As I mentioned in my previous posting, the ground cover in the brickyard industrial area is #180 Sandstone, sanded grout from Polyblend, available at your local hardware or building supply store.  I first read about Polyblend in Bob Brown's "Ramblings" in the January/February 2010 issue of the Narrow Gauge and Shortline Gazette.  I had been waiting for an opportunity to try out this new ground cover material, and the brickyard seemed the perfect choice.  Bob had tried mixing the grout with water and brushing it on, but I tried spreading the grout and spraying with a fine water mist.  The misting worked well enough, but tended to get everything else on the layout just as wet (I should have used a plastic drop cloth, but hindsight is 20/20, right?)  I then tried brushing on diluted matte medium and sprinkling grout over it.  This also worked, but tended to produce clumpier and darker areas on the terrain.  I also used matte medium on piles of grout at the end of the stub sidings to build up end of the track bumpers, which came out very well.
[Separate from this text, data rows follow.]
use std::path::{Path, PathBuf};

use pcd_core::scene::SceneInput;

use crate::error::ParseError;

pub mod csv;
pub mod json;

pub trait ParserProvider {
    fn get_parser(&self) -> Box<dyn Parser>;
}

pub trait Parser {
    fn parse(&self) -> Result<SceneInput, ParseError>;
}

#[derive(Debug, Clone, Copy, PartialEq, Eq)]
pub enum Extension {
    Csv,
    Txt,
    Json,
}

pub fn get_extension(extension: &str) -> Result<Extension, ParseError> {
    match extension.to_ascii_lowercase().as_str() {
        "csv" => Ok(Extension::Csv),
        "txt" => Ok(Extension::Txt),
        "json" => Ok(Extension::Json),
        other => Err(ParseError::UnsupportedExtension(other.to_string())),
    }
}

/// Chooses a parser by file extension. Point files may be split over several
/// paths; a scene file is always a single path.
pub fn provider_for(path: &Path) -> Result<Box<dyn ParserProvider>, ParseError> {
    let extension = path.extension().and_then(|e| e.to_str()).unwrap_or_default();

    let provider: Box<dyn ParserProvider> = match get_extension(extension)? {
        Extension::Csv | Extension::Txt => Box::new(csv::CsvParserProvider {
            filenames: vec![path.to_path_buf()],
        }),
        Extension::Json => Box::new(json::JsonParserProvider {
            filename: PathBuf::from(path),
        }),
    };
    Ok(provider)
}

/// One parser over several point files whose points are concatenated in
/// input order. Every path must be a `.csv` or `.txt` file.
pub fn merged_provider(paths: &[PathBuf]) -> Result<Box<dyn ParserProvider>, ParseError> {
    for path in paths {
        let extension = path.extension().and_then(|e| e.to_str()).unwrap_or_default();
        match get_extension(extension)? {
            Extension::Csv | Extension::Txt => {}
            Extension::Json => {
                return Err(ParseError::UnsupportedExtension(format!(
                    "{} (scene files cannot be merged)",
                    path.display()
                )))
            }
        }
    }
    Ok(Box::new(csv::CsvParserProvider {
        filenames: paths.to_vec(),
    }))
}

#[cfg(test)]
mod tests {
    use super::*;

    #[test]
    fn test_get_extension() {
        assert_eq!(get_extension("csv").unwrap(), Extension::Csv);
        assert_eq!(get_extension("TXT").unwrap(), Extension::Txt);
        assert_eq!(get_extension("json").unwrap(), Extension::Json);
        assert!(matches!(
            get_extension("las"),
            Err(ParseError::UnsupportedExtension(ext)) if ext == "las"
        ));
    }

    #[test]
    fn test_provider_for_unknown_extension() {
        assert!(provider_for(Path::new("scan.laz")).is_err());
        assert!(provider_for(Path::new("no_extension")).is_err());
        assert!(provider_for(Path::new("scene.json")).is_ok());
    }

    #[test]
    fn test_merged_provider_accepts_point_files_only() {
        let points = [PathBuf::from("a.csv"), PathBuf::from("b.TXT")];
        assert!(merged_provider(&points).is_ok());

        let mixed = [PathBuf::from("a.csv"), PathBuf::from("scene.json")];
        assert!(matches!(
            merged_provider(&mixed),
            Err(ParseError::UnsupportedExtension(_))
        ));
    }
}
The kilns in the photo above are plaster castings that were painted and colored with grimy black weathering powders.  The rusted metal bands holding the bricks together were painted onto the kilns using a Prismacolor dark umber marker.  I ran across the idea of using Prismacolor markers from Michael Duggan, owner of Paw of a Bear Models in Virginia.  The markers did color the bands as I had hoped, but it was hard to keep a straight line freehand.  At first, I was sure I had ruined the model, but after weathering with powders, and viewed from a distance, the less than perfect lines vanished in the distance (see above).

Clearly, the production of bricks requires more than crushed stone and kilns.  The stone has to be combined with water into a slurry, formed into moulds with the required shapes, and dried before firing.  Between the crusher and the kilns I chose to place a "mould house", using the Easton Mill kit by RDA (Railway Design Associates) out of Monson, Massachusetts.  This was a traditional northeastern brick mill building, with a large brick smoke stack at one end, and a conveyor belt from the crusher at the other.  I used white water color and a wetting agent to flood the gaps between bricks on the mill walls, to resemble mortar.  Half of the RDA roof was missing from the kit, so I replaced the kit's roof and its cupola with Evergreen corrugated metal.  To disguise the seams between sections of the kit, steel wire was shaped into downspouts, while Evergreen channel was used for gutters.  The results, including the BREFCO logo on the smoke stack, were exactly what was needed.

Here is another view of the building in place on the layout.

There are still a number of details to be added to the BREFCO  brickyard, including ballasting of the tracks outside the yard, adding weeds and shrubs around the major structures, along with a company water tower (complete with BREFCO) and a "burial ground" for broken and castoff bricks.  All of this remains to be added before I can call the Blacklog brickyard finished.